*** Begin section ***
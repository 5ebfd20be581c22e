//! Application state machine.
//!
//! This module contains the registry's unidirectional state-update loop:
//! events flow into [`handle_event`], which mutates [`AppState`] and returns
//! the [`Action`]s for the embedding runtime to execute.
//!
//! # Architecture
//!
//! - `state`: [`AppState`] container and list/selection maintenance
//! - `handler`: [`Event`] types and the transition function
//! - `actions`: [`Action`] side-effect descriptions
//! - `scan`: [`ScanState`] discovery lifecycle

pub mod actions;
pub mod handler;
pub mod scan;
pub mod state;

pub use actions::Action;
pub use handler::{handle_event, Event};
pub use scan::ScanState;
pub use state::{AppState, PendingOperation};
*** End section ***
# Task description
Restate word for word each line of the data from the one with "pub mod actions;" to the last, keeping both ends.

# The completed task
pub mod actions;
pub mod handler;
pub mod scan;
pub mod state;

pub use actions::Action;
pub use handler::{handle_event, Event};
pub use scan::ScanState;
pub use state::{AppState, PendingOperation};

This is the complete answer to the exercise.